_Task details_.
Search for the word "body" in the entries. Each line that holds it should be copied.

────

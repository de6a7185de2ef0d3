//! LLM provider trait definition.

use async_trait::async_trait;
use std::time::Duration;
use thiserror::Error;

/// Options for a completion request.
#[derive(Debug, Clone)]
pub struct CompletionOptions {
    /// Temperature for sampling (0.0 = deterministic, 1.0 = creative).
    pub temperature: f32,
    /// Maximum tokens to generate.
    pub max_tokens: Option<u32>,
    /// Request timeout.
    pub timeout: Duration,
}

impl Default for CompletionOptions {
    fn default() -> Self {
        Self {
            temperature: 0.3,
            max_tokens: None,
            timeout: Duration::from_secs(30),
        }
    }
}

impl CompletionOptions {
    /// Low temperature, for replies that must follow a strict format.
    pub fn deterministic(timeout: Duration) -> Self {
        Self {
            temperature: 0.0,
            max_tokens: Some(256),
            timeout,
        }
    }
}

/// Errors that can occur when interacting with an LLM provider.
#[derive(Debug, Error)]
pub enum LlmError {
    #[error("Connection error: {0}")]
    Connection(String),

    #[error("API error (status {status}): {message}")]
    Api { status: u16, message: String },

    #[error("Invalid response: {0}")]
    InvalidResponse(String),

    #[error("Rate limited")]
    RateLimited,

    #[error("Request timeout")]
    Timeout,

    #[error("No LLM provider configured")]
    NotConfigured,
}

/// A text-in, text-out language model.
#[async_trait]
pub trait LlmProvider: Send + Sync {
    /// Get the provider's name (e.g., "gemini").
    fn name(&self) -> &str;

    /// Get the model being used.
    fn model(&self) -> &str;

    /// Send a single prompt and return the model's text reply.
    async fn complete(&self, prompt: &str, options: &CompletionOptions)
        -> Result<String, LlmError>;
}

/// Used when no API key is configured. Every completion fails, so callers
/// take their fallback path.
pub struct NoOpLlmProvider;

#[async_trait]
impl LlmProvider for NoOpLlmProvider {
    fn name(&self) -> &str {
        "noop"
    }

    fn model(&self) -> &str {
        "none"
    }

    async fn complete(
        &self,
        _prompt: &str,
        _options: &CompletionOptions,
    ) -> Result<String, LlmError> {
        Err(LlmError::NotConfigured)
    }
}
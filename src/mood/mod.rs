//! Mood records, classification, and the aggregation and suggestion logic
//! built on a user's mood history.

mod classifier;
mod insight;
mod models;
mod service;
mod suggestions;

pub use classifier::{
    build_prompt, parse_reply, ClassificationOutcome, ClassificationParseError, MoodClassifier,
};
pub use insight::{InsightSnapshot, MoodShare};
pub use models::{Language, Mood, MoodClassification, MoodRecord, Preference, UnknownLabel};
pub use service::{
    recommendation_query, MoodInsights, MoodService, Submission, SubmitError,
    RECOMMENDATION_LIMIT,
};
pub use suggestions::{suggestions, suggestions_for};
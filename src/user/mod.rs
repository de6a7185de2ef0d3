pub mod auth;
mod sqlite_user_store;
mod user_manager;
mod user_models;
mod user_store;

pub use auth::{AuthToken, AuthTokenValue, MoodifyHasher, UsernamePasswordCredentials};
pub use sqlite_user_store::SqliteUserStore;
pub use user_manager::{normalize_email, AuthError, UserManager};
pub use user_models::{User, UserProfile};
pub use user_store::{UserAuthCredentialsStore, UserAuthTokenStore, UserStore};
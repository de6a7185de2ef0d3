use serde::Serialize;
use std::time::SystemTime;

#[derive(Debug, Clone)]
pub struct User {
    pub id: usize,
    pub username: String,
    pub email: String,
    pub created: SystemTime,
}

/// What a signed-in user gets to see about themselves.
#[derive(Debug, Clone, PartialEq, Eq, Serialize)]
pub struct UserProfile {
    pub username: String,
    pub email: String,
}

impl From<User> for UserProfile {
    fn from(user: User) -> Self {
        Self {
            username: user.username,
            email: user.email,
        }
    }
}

────

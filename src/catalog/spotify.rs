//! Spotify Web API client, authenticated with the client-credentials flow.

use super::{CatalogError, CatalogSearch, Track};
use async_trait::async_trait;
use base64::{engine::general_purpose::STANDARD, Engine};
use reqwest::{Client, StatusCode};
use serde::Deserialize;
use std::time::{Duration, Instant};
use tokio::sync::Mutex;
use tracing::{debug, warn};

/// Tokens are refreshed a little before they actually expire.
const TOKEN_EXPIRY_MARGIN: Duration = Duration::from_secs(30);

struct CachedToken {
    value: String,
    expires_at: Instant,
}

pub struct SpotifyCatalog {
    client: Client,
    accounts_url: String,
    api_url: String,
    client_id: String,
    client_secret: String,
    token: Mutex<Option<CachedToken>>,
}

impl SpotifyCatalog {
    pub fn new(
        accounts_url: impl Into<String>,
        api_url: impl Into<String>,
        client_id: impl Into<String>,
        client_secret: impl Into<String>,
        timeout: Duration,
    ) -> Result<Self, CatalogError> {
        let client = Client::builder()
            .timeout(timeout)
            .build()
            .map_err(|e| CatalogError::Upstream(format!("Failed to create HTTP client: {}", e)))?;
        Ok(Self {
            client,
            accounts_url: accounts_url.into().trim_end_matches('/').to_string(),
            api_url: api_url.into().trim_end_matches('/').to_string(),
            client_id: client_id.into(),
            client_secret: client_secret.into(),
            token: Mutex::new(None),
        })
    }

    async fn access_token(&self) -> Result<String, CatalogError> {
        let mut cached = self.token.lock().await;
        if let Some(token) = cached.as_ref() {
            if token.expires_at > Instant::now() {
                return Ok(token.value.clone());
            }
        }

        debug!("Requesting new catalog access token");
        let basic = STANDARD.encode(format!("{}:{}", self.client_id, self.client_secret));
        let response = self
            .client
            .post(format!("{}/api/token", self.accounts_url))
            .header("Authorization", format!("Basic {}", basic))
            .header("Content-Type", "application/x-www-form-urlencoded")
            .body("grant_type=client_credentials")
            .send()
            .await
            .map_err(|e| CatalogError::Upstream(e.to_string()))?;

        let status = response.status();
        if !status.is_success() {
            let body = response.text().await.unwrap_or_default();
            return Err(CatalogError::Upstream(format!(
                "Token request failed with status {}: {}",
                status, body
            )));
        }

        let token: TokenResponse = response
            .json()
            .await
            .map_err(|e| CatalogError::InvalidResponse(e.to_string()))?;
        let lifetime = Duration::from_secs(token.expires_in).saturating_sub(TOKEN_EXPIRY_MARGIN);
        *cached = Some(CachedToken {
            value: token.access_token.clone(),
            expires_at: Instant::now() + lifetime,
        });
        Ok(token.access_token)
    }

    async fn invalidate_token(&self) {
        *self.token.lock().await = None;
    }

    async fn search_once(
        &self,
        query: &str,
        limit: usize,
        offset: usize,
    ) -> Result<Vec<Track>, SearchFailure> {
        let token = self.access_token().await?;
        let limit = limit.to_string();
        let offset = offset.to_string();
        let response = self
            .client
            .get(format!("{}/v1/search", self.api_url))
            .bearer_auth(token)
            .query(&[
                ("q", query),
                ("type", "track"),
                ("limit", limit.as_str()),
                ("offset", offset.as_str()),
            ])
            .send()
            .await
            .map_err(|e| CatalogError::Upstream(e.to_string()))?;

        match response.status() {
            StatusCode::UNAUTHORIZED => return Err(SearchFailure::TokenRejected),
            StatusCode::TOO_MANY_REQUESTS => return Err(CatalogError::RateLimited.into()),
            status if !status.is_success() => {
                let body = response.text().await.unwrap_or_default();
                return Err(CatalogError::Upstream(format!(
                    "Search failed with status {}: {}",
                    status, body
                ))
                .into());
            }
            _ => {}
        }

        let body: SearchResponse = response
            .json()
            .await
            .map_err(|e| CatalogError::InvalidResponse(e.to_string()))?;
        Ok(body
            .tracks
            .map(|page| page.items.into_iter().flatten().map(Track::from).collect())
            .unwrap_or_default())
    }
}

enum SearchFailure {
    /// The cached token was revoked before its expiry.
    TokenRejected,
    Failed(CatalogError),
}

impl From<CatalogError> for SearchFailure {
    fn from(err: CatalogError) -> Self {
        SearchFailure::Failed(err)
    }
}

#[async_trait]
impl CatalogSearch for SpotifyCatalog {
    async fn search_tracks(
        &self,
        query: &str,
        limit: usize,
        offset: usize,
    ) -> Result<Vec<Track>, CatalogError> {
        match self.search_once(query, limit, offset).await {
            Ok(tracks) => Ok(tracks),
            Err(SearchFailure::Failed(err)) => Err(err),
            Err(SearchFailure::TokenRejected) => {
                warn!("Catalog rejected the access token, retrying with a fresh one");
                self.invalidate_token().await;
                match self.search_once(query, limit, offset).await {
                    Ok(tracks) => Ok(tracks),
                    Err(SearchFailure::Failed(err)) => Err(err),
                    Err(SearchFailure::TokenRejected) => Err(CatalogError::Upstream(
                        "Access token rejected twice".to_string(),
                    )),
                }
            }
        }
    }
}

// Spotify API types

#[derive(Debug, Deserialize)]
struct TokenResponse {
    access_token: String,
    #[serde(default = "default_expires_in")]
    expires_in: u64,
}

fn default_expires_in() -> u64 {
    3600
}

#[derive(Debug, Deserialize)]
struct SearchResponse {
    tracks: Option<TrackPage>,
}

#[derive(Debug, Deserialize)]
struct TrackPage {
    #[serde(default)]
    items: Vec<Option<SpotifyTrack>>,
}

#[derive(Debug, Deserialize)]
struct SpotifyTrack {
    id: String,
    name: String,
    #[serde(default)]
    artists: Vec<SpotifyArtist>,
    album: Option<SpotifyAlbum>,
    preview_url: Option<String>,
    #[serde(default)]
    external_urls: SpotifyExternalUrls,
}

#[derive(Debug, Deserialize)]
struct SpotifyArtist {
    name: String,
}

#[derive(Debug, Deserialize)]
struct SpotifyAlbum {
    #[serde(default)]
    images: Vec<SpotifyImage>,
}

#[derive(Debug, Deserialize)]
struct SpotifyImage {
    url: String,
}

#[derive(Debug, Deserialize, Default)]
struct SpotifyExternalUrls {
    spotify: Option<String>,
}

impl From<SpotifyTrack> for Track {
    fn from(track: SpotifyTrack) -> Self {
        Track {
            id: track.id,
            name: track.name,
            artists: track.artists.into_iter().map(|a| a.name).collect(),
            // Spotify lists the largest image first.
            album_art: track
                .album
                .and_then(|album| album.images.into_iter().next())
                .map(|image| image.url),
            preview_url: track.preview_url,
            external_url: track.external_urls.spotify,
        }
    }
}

────

_Output_.
            .body("grant_type=client_credentials")
            let body = response.text().await.unwrap_or_default();
                status, body
                let body = response.text().await.unwrap_or_default();
                    status, body
        let body: SearchResponse = response
        Ok(body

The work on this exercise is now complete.